La tenue des simples gardes ne diffère guère de celle des fédérés. Vareuse et képi de la garde nationale. Pantalon de velours gris à côtes. Deux chemises de flanelle rouge, «afin, explique le Père Duchêne, de ne pas pincer de foutues fluxions de poitrine pendant la nuit» aux avant-postes.

L’uniforme des officiers eût été vraiment enviable—s’il eût existé.

Tunique noire à revers rouges croisée sur la poitrine, avec boutons semblables à ceux du bataillon des Défenseurs de la République.[167] Collet rouge. Képi d’officier d’infanterie. Veste rouge. Pantalon noir à bandes rouges. Caban à capuchon. Sabre d’infanterie et revolver. Bottes à la Souvarow!

L’état-major se composait, en dehors du commandant, du capitaine trésorier et du capitaine adjudant-major, d’une commission de trois membres nommés par le Père Duchêne.

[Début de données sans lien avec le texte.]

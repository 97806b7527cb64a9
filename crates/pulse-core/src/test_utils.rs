//! Test utilities for pulse-core
//!
//! This module provides testing infrastructure including a mock AI provider
//! server that speaks both the OpenAI chat completions and the Gemini
//! generateContent protocols, plus sample datasets.

use std::net::SocketAddr;
use std::sync::{Arc, Mutex};
use std::time::Duration;

use axum::{
    extract::{Path, State},
    http::{HeaderMap, StatusCode},
    response::{IntoResponse, Response},
    routing::{get, post},
    Json, Router,
};
use chrono::NaiveDate;
use serde_json::{json, Value};
use tokio::sync::oneshot;

use crate::models::{Metric, RawMetric, SalesAnalysisRequest, SalesDataset};

/// What the mock server answers with
#[derive(Debug, Clone)]
pub enum MockReply {
    /// 200 with this text as the model output
    Text(String),
    /// This HTTP status with an error body
    Status(u16),
    /// Sleep, then answer with the text
    Delay(Duration, String),
}

impl MockReply {
    /// A reply that passes validation
    pub fn valid() -> Self {
        Self::Text(valid_reply())
    }

    /// A valid reply wrapped in prose and a code fence
    pub fn prose_wrapped() -> Self {
        Self::Text(format!(
            "Here is my analysis:\n```json\n{}\n```\nLet me know if you need more.",
            valid_reply()
        ))
    }

    /// Output that is not JSON at all
    pub fn malformed() -> Self {
        Self::Text("I think Tuesday is a good day.".to_string())
    }
}

#[derive(Default)]
struct Recorded {
    prompt: Option<String>,
    auth: Option<String>,
    path: Option<String>,
    requests: usize,
}

struct MockState {
    reply: MockReply,
    recorded: Mutex<Recorded>,
}

/// Mock AI provider server for testing and development
pub struct MockChatServer {
    addr: SocketAddr,
    state: Arc<MockState>,
    shutdown_tx: Option<oneshot::Sender<()>>,
}

impl MockChatServer {
    /// Start the mock server on an available port
    pub async fn start(reply: MockReply) -> Self {
        let state = Arc::new(MockState {
            reply,
            recorded: Mutex::new(Recorded::default()),
        });

        let app = Router::new()
            .route("/chat/completions", post(handle_chat))
            .route("/models", get(handle_health))
            .route(
                "/v1beta/models/:action",
                post(handle_generate).get(handle_health),
            )
            .with_state(state.clone());

        let listener = tokio::net::TcpListener::bind("127.0.0.1:0").await.unwrap();
        let addr = listener.local_addr().unwrap();

        let (shutdown_tx, shutdown_rx) = oneshot::channel();

        tokio::spawn(async move {
            axum::serve(listener, app)
                .with_graceful_shutdown(async {
                    shutdown_rx.await.ok();
                })
                .await
                .unwrap();
        });

        Self {
            addr,
            state,
            shutdown_tx: Some(shutdown_tx),
        }
    }

    /// Base URL (the Gemini host form)
    pub fn gemini_url(&self) -> String {
        format!("http://{}", self.addr)
    }

    /// Full chat completions endpoint (the OpenRouter form)
    pub fn openai_url(&self) -> String {
        format!("http://{}/chat/completions", self.addr)
    }

    /// Prompt text of the last completion request
    pub fn last_prompt(&self) -> Option<String> {
        self.state.recorded.lock().unwrap().prompt.clone()
    }

    /// Authorization or x-goog-api-key header of the last completion request
    pub fn last_auth(&self) -> Option<String> {
        self.state.recorded.lock().unwrap().auth.clone()
    }

    /// Path segment after `/v1beta/models/` of the last Gemini request
    pub fn last_path(&self) -> Option<String> {
        self.state.recorded.lock().unwrap().path.clone()
    }

    /// Number of completion requests served
    pub fn request_count(&self) -> usize {
        self.state.recorded.lock().unwrap().requests
    }

    /// Stop the mock server
    pub fn stop(&mut self) {
        if let Some(tx) = self.shutdown_tx.take() {
            let _ = tx.send(());
        }
    }
}

impl Drop for MockChatServer {
    fn drop(&mut self) {
        self.stop();
    }
}

fn header(headers: &HeaderMap, name: &str) -> Option<String> {
    headers
        .get(name)
        .and_then(|v| v.to_str().ok())
        .map(String::from)
}

/// Resolve the configured reply into either model text or an error response
async fn reply_text(state: &MockState) -> Result<String, Response> {
    match &state.reply {
        MockReply::Text(text) => Ok(text.clone()),
        MockReply::Delay(delay, text) => {
            tokio::time::sleep(*delay).await;
            Ok(text.clone())
        }
        MockReply::Status(code) => {
            let status = StatusCode::from_u16(*code).unwrap_or(StatusCode::INTERNAL_SERVER_ERROR);
            Err((status, Json(json!({"error": {"message": "mock failure"}}))).into_response())
        }
    }
}

/// OpenAI chat completions endpoint
async fn handle_chat(
    State(state): State<Arc<MockState>>,
    headers: HeaderMap,
    Json(request): Json<Value>,
) -> Response {
    {
        let mut recorded = state.recorded.lock().unwrap();
        recorded.requests += 1;
        recorded.prompt = request["messages"][0]["content"].as_str().map(String::from);
        recorded.auth = header(&headers, "authorization");
    }

    match reply_text(&state).await {
        Ok(text) => Json(json!({
            "id": "mock-1",
            "model": request["model"],
            "choices": [{"index": 0, "message": {"role": "assistant", "content": text}}],
        }))
        .into_response(),
        Err(response) => response,
    }
}

/// Gemini generateContent endpoint
async fn handle_generate(
    State(state): State<Arc<MockState>>,
    Path(action): Path<String>,
    headers: HeaderMap,
    Json(request): Json<Value>,
) -> Response {
    {
        let mut recorded = state.recorded.lock().unwrap();
        recorded.requests += 1;
        recorded.prompt = request["contents"][0]["parts"][0]["text"]
            .as_str()
            .map(String::from);
        recorded.auth = header(&headers, "x-goog-api-key");
        recorded.path = Some(action);
    }

    match reply_text(&state).await {
        Ok(text) => Json(json!({
            "candidates": [{"content": {"role": "model", "parts": [{"text": text}]}}],
        }))
        .into_response(),
        Err(response) => response,
    }
}

/// Model listing / model metadata (health check)
async fn handle_health(State(state): State<Arc<MockState>>) -> Response {
    match &state.reply {
        MockReply::Status(code) => {
            StatusCode::from_u16(*code)
                .unwrap_or(StatusCode::INTERNAL_SERVER_ERROR)
                .into_response()
        }
        _ => Json(json!({"data": [{"id": "mock-model"}]})).into_response(),
    }
}

// ============================================================================
// Sample data
// ============================================================================

fn date(s: &str) -> NaiveDate {
    NaiveDate::parse_from_str(s, "%Y-%m-%d").unwrap()
}

/// Monday 100, Tuesday 300, Wednesday 300 in the first week of 2024
pub fn sample_dataset() -> SalesDataset {
    SalesDataset::new(
        "America/Sao_Paulo",
        date("2024-01-01"),
        date("2024-01-07"),
        vec![
            Metric::new(date("2024-01-01"), 100.0, 5, 20.0).unwrap(),
            Metric::new(date("2024-01-02"), 300.0, 10, 30.0).unwrap(),
            Metric::new(date("2024-01-03"), 300.0, 12, 25.0).unwrap(),
        ],
    )
    .unwrap()
}

/// Same data as `sample_dataset`, as an inbound request without tickets
pub fn sample_request() -> SalesAnalysisRequest {
    let metric = |d: &str, revenue: f64, transactions: i64| RawMetric {
        date: Some(d.to_string()),
        revenue: Some(revenue),
        transactions: Some(transactions),
        ticket: None,
    };
    SalesAnalysisRequest {
        timezone: Some("America/Sao_Paulo".to_string()),
        period_start: Some("2024-01-01".to_string()),
        period_end: Some("2024-01-07".to_string()),
        metrics: vec![
            metric("2024-01-01", 100.0, 5),
            metric("2024-01-02", 300.0, 10),
            metric("2024-01-03", 300.0, 12),
        ],
    }
}

/// `sample_request` as a JSON body
pub fn sample_request_json() -> Value {
    serde_json::to_value(sample_request()).unwrap()
}

/// A model reply for the sample data that passes validation
pub fn valid_reply() -> String {
    json!({
        "best_day_date": "2024-01-02",
        "best_day_weekday": "Tuesday",
        "score": 0.85,
        "reason": "Tuesdays and Wednesdays lead revenue",
        "volatility": 0.2,
        "insights": [
            "Tuesday and Wednesday tie on revenue",
            "Monday is the weakest day",
        ],
    })
    .to_string()
}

Ces trois membres, on le devine, n’étaient autres que les trois rédacteurs du journal. Nous trois.

Je lis dans la Sociale que chacun de ces trois membres seront armés du sabre de cavalerie, et qu’ils porteront, sous le ceinturon, une écharpe rouge à franges d’or.

C’était superbe, tout à fait martial. Il ne nous eût manqué que le chapeau à plumes des grands aïeux, les commissaires aux armées de la Convention.

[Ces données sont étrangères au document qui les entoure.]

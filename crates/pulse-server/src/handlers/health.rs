//! Health handler

use std::sync::Arc;

use axum::{extract::State, Json};
use serde::Serialize;

use crate::AppState;
use pulse_core::AIBackend;

#[derive(Debug, Serialize)]
pub struct HealthResponse {
    pub status: &'static str,
    pub ai_enabled: bool,
    pub provider: Option<&'static str>,
    pub model: Option<String>,
}

/// GET /api/health - Liveness plus the active analysis configuration
///
/// Does not call the AI provider.
pub async fn health(State(state): State<Arc<AppState>>) -> Json<HealthResponse> {
    let client = state.orchestrator.ai().map(|ai| ai.client());

    Json(HealthResponse {
        status: "ok",
        ai_enabled: client.is_some(),
        provider: client.map(|c| c.provider()),
        model: client.map(|c| c.model().to_string()),
    })
}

Il ne nous fut pas donné de réaliser ce rêve éclatant. Nous n’eûmes pas le temps, Vermersch, Humbert et moi, d’accrocher à notre ceinture le sabre de cavalerie, ni de rouler autour de notre échine la ceinture rouge frangée d’or.

Je le regrette toujours, est-il besoin de le dire...

ça ne va pas!

Eh bien! croira-t-on qu’avec de si belles promesses, le recrutement des Enfants du Père Duchêne s’effectuait au fond assez lentement! Dame, on était en pleine bataille. Il ne s’agissait plus de flâner dans les rues. Et, aux avant-postes, ce n’était pas amusant.

Nous avions ouvert dans les colonnes de la Sociale, une souscription patriotique. Ça ne marchait pas. Le 6 mai, nous en étions encore à la minime somme de 724 francs. Et encore avais-je dû, la veille, après un déjeuner à la délégation de justice, taper Protot et ses convives d’une vingtaine de francs...

Non, ça n’allait pas!

A qui la faute?

Nous résolûmes de changer le commandement. Il avait été, au premier jour, confié à un citoyen Pierre, qui s’intitulait capitaine d’infanterie délégué, et qui avait été candidat[168] aux élections complémentaires du 16 avril.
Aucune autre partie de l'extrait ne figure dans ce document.